Launched in 2006 under the banner of the Rudolph/Libbe Group, a full-service national contractor also based in Walbridge, GEM currently accounts for 10 percent of the parent company’s revenue. “We want to grow the energy group and grow that percentage,” company director of solar Jason Slattery said.
In the interest of reaching that goal, GEM now does roughly 75 percent of its business out of state, whereas it originally counted 100 percent of its business inside Ohio. GEM’s primary business is providing financing for PPAs.

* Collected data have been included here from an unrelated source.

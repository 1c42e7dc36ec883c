//! Collision queries against generated building fields.

pub mod collision;
pub mod collision_world;
pub mod intersect;
pub mod raycast;

#[cfg(test)]
mod test_util;

pub use collision::*;
pub use collision_world::*;
pub use intersect::*;
pub use raycast::*;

Slattery said the fact that SB 310 reduced the value of Ohio’s RECs made PPAs less attractive to investors.
“It did cause us to put more focus on other solar-friendly and pro-business states such as New York,” Slattery said. “This bill creates an unstable energy policy in Ohio, making it very difficult to attract the investments needed to build solar installations.”

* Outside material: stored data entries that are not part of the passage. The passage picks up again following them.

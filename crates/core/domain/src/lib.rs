pub mod connection;
pub mod data;
pub mod route;

pub use connection::{AckVerdict, ConnectionState};
pub use data::{FieldValue, Point, RawMessage, now_epoch_ns};
pub use route::{ExchangeKind, RouteRule};
//! 桥接链路装配
//!
//! 把配置转换为各组件的参数，构建唯一的 broker / sink 管理器，
//! 并交给 `Bridge` 运行时。

use bridge_broker::{AmqpConfig, AmqpTransport, BrokerConfig, BrokerManager};
use bridge_config::{BridgeConfig, ReconnectConfig};
use bridge_connection::{BackoffPolicy, Shutdown};
use bridge_pipeline::{Bridge, BridgeSettings};
use bridge_routing::RouteTable;
use bridge_sink::{InfluxClient, InfluxConfig, SinkConfig, SinkManager};
use std::sync::Arc;

/// 按配置装配桥接进程（此时尚未建立任何网络连接）。
pub fn build_bridge(
    config: &BridgeConfig,
    shutdown: Shutdown,
) -> Result<Bridge, Box<dyn std::error::Error>> {
    let routes = RouteTable::new(config.routes()?)?;

    let rabbitmq = &config.rabbitmq;
    let transport = AmqpTransport::new(AmqpConfig {
        host: rabbitmq.host.clone(),
        port: rabbitmq.port,
        username: rabbitmq.username.clone(),
        password: rabbitmq.password.clone(),
        virtual_host: rabbitmq.virtual_host.clone(),
        heartbeat_secs: rabbitmq.heartbeat,
        operation_timeout_ms: rabbitmq.blocked_connection_timeout.saturating_mul(1000),
        prefetch_count: rabbitmq.prefetch_count,
    });
    let broker = BrokerManager::new(
        Arc::new(transport),
        BrokerConfig {
            reconnect: backoff_policy(&rabbitmq.reconnect),
        },
        shutdown.clone(),
    );

    let influxdb = &config.influxdb;
    let client = InfluxClient::new(InfluxConfig {
        url: influxdb.url.clone(),
        token: influxdb.token.clone(),
        org: influxdb.org.clone(),
        timeout_ms: influxdb.timeout,
    })?;
    let sink = SinkManager::new(
        Arc::new(client),
        SinkConfig {
            default_bucket: influxdb.bucket.clone(),
            batch_size: influxdb.batch_size,
            linger_ms: influxdb.linger_ms,
            reconnect: backoff_policy(&influxdb.reconnect),
        },
        shutdown,
    );

    Ok(Bridge::new(
        broker,
        sink,
        routes,
        BridgeSettings {
            grace_period_ms: config.shutdown.grace_period_ms,
        },
    ))
}

fn backoff_policy(reconnect: &ReconnectConfig) -> BackoffPolicy {
    BackoffPolicy {
        initial_delay_ms: reconnect.initial_delay_ms,
        max_delay_ms: reconnect.max_delay_ms,
        multiplier: reconnect.multiplier,
        jitter_percent: reconnect.jitter_percent,
        max_retries: reconnect.max_retries,
    }
}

GEM has about 40 staff, and so far there have been no layoffs.
Missing a chance for leadership
Ohio similarly used to be the main focus of Netronex, a Toledo-based manufacturer of utility-scale solar inverters. CEO Jay Troger said that when the seven-year-old company began shipping products commercially, 80 percent of its customer base was in Ohio.
“But last year we’ve done no business in Ohio at all,” he said, though the company has retained all of its 12 employees.
Troger, like others, blames SB 310 for the need to shift the firm’s focus entirely out of state.
Ohio has a long history of attracting manufacturers, and the renewable energy industry is growing nationwide for many reasons, including improved technology at lower prices, Troger said. “So why would Ohio not want to be in a position of leadership?”
According to the Washington, D.C.-based Solar Foundation, Ohio counted 4,300 solar jobs as of late 2014 – the last report available – for a net gain of 500 from the year before. Manufacturing jobs led the fray. A new census begins this month, and the results will be published early next year.
Clean energy dollars
Recently the company Environmental Entrepreneurs (E2) released a study, Clean Jobs Ohio, showing that the state’s renewable energy industry counts more than 14,000 employees, including 4,800 in solar and 2,500 in wind related businesses.
Add in energy efficiency, advanced transportation and greenhouse gas emissions management and accounting, and that comes to 89,000 workers at 7,200 clean energy establishments. The report said that jobs at firms that do business primarily in Ohio grew at a rate of just 1 percent, versus 8 percent at those focused on out-of-state markets.
While there are no tallies of how much money Ohio’s green energy companies are sending outside the state, Kaiser estimates there are at least a half dozen wind farm projects at various approval stages that could mean a loss of roughly $2 billion in business if they don’t come to fruition. At present there are two utility-scale wind farms in Northwest Ohio.
“The amount of energy and the amount of money the proposed projects would bring is about $2 billion dollars,” he said. “That includes land lease payments, jobs and equipment purchases. That’s money that would all go into the economy and into the tax coffers.”
“So the question more solar and wind companies are going to ask themselves is,” he said, “‘Why not go somewhere that we’re welcome, to a place that has a 21st century energy policy as opposed to one that supports a 20th century policy?’”
Correction: An earlier version of this story had an error in the caption, with the wrong location of the zoo. The solar array is at the Toledo Zoo.